THE DATA:
--- START ---

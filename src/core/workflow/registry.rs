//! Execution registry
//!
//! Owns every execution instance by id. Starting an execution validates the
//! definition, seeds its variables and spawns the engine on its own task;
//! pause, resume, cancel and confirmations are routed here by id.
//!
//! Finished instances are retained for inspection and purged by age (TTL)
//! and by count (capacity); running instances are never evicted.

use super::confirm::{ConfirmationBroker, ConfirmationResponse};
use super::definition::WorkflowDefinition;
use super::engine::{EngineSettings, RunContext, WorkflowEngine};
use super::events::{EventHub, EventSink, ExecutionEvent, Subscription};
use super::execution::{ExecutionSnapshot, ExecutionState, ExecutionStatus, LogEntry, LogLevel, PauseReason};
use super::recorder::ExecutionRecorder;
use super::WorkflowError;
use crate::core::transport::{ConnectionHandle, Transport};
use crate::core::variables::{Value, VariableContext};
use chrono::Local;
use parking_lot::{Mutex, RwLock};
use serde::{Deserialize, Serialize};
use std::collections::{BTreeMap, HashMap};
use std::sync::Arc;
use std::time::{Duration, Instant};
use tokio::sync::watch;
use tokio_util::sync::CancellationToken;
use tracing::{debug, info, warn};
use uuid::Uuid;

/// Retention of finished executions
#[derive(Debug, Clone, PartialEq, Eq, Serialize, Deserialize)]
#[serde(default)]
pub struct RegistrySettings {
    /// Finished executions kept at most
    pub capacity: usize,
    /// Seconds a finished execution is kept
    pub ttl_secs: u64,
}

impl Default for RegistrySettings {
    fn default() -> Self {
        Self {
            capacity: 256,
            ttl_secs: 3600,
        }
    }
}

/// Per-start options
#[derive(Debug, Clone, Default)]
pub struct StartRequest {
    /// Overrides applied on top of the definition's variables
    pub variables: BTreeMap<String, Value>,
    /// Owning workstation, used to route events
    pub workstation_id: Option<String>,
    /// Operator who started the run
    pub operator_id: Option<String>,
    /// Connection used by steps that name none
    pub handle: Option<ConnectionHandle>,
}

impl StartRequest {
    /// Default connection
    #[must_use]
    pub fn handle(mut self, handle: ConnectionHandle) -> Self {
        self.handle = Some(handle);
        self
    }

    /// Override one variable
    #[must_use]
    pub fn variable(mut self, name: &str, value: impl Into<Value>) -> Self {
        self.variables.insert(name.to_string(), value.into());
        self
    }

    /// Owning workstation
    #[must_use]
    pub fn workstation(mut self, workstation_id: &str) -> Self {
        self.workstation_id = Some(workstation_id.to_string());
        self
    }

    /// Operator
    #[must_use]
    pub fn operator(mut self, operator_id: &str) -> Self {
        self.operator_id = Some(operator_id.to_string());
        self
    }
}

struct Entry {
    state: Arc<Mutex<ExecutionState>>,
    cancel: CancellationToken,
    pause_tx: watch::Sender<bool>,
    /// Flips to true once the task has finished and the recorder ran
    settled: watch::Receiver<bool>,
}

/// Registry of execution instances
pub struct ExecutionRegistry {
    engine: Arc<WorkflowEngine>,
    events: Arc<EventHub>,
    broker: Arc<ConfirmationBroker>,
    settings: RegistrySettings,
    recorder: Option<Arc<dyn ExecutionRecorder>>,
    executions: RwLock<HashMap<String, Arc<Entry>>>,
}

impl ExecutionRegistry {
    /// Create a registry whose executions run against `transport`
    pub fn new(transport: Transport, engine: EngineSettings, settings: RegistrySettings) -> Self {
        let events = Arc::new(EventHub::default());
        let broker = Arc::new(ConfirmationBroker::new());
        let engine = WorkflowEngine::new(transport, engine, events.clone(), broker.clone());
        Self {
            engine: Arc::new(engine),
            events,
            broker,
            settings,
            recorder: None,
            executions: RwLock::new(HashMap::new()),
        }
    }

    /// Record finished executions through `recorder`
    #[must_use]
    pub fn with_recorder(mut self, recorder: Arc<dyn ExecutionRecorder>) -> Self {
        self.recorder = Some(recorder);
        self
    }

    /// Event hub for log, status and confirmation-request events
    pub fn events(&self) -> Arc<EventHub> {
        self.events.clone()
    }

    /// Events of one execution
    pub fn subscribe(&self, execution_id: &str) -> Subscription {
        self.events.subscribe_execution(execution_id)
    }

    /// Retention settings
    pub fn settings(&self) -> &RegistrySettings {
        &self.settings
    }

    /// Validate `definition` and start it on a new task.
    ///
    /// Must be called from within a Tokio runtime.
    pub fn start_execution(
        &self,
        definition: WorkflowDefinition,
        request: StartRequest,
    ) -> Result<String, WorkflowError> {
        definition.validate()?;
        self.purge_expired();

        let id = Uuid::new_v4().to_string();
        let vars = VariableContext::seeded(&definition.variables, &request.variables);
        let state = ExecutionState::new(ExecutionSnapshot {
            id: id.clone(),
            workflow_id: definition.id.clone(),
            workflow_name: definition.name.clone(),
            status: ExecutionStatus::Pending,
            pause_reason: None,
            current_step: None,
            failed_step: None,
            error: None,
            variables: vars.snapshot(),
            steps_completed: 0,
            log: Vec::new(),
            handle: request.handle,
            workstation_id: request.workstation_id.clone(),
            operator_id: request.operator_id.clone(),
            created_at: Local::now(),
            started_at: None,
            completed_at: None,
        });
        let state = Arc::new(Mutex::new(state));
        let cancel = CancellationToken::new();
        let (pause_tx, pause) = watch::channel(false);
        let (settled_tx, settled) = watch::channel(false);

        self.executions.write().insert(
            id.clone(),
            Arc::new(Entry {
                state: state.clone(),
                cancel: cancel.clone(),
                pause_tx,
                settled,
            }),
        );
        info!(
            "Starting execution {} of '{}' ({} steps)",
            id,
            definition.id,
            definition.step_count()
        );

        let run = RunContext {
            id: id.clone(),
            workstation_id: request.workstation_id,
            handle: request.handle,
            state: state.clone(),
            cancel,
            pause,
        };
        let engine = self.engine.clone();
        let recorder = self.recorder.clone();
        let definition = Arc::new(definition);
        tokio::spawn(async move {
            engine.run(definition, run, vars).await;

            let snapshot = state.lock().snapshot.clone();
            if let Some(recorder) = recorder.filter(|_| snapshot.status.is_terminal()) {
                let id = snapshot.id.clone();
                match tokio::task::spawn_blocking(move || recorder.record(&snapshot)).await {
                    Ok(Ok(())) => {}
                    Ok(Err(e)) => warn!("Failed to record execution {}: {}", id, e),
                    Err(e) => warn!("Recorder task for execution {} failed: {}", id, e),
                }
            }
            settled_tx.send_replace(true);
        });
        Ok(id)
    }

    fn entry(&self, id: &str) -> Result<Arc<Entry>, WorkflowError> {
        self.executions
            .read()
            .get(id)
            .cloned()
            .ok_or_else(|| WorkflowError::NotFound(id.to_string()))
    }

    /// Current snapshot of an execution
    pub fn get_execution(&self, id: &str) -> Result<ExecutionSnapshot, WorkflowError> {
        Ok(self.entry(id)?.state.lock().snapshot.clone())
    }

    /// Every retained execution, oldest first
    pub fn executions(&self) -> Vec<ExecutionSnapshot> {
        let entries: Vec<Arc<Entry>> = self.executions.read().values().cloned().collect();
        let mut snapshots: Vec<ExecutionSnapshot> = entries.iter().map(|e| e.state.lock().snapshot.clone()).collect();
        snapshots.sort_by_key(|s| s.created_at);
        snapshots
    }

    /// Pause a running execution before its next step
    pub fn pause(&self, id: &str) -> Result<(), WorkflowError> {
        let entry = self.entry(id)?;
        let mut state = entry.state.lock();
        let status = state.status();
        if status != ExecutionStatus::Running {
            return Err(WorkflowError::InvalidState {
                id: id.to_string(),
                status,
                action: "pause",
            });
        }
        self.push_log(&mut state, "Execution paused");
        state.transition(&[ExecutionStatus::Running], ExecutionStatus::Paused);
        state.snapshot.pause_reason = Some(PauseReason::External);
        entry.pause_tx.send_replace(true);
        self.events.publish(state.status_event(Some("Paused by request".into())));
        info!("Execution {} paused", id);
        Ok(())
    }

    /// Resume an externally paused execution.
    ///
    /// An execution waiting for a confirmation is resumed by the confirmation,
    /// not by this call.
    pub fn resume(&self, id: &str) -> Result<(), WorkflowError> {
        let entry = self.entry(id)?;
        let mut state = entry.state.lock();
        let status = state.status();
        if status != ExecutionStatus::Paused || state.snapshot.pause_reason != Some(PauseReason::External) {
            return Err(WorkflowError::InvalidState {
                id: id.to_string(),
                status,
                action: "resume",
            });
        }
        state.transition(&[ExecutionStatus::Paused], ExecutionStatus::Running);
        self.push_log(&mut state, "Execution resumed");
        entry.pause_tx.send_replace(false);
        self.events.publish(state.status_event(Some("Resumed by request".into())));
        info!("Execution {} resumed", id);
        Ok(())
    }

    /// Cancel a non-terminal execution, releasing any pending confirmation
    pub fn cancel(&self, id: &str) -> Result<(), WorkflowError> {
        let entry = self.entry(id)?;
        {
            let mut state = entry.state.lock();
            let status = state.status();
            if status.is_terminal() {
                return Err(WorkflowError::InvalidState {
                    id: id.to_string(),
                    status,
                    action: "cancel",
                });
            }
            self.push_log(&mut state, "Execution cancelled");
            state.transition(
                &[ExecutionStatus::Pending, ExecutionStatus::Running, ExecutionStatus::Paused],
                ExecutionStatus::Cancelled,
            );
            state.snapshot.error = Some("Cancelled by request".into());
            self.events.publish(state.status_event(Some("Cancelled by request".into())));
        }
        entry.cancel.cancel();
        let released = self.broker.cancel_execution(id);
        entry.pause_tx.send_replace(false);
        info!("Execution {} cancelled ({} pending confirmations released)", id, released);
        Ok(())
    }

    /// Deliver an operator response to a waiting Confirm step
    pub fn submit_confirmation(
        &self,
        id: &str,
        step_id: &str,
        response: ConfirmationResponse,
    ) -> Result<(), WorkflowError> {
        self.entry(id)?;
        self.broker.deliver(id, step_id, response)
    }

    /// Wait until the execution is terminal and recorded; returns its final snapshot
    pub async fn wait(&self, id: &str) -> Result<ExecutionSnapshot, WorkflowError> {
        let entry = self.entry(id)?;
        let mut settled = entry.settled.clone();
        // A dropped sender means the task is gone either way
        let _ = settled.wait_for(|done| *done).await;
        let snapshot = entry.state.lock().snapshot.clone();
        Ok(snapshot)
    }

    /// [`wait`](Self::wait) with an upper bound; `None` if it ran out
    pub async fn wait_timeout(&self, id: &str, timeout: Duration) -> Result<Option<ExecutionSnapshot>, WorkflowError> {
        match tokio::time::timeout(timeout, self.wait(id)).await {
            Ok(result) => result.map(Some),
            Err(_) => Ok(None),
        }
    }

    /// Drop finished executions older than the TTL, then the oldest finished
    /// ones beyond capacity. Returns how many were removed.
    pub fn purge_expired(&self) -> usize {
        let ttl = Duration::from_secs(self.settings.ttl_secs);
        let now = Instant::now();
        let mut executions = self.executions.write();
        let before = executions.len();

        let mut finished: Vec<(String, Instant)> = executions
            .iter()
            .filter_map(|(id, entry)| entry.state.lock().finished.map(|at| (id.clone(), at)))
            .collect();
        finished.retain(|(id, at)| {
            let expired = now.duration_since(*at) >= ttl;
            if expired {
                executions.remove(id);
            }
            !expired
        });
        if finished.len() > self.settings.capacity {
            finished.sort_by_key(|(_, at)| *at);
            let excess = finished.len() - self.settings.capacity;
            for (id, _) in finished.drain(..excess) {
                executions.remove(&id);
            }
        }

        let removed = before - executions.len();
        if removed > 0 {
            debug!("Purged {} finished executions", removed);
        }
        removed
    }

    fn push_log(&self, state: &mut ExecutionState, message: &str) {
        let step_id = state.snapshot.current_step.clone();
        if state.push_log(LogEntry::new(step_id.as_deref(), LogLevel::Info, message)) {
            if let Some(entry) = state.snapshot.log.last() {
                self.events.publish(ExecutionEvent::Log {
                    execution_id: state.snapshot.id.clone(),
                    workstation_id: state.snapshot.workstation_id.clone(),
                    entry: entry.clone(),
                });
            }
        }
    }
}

--- END ---

BRIEF:
The string "released" may appear on lines of the data above; give the number of those lines and nothing more.

WORKED SOLUTION:
2